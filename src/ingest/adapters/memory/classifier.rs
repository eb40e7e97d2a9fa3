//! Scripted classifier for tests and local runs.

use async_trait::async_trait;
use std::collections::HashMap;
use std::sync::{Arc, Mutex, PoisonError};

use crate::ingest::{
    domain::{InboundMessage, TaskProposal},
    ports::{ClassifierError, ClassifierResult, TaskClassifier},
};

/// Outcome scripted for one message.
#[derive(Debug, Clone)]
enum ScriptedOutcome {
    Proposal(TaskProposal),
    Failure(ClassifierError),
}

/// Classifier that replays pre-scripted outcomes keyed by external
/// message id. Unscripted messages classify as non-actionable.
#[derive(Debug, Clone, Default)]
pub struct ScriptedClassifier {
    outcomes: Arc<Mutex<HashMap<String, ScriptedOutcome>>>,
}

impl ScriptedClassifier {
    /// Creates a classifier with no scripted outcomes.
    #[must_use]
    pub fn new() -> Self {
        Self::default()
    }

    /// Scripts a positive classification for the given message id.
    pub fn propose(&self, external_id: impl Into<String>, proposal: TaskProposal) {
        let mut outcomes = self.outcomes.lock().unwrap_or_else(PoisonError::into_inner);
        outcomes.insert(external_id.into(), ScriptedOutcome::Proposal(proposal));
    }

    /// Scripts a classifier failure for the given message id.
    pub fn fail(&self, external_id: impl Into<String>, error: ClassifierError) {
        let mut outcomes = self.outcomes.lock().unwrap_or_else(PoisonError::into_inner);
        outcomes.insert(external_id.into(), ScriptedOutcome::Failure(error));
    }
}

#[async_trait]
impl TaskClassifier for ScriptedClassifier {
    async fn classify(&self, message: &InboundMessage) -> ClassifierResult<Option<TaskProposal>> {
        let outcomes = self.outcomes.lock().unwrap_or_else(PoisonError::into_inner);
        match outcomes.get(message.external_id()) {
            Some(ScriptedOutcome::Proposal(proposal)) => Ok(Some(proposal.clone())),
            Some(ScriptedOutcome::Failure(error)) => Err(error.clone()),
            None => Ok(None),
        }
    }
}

════════════════

**What you will do**
Every line of the entries above that includes "Mutex" should be copied.

**Answer to this problem**
use std::sync::{Arc, Mutex, PoisonError};
    outcomes: Arc<Mutex<HashMap<String, ScriptedOutcome>>>,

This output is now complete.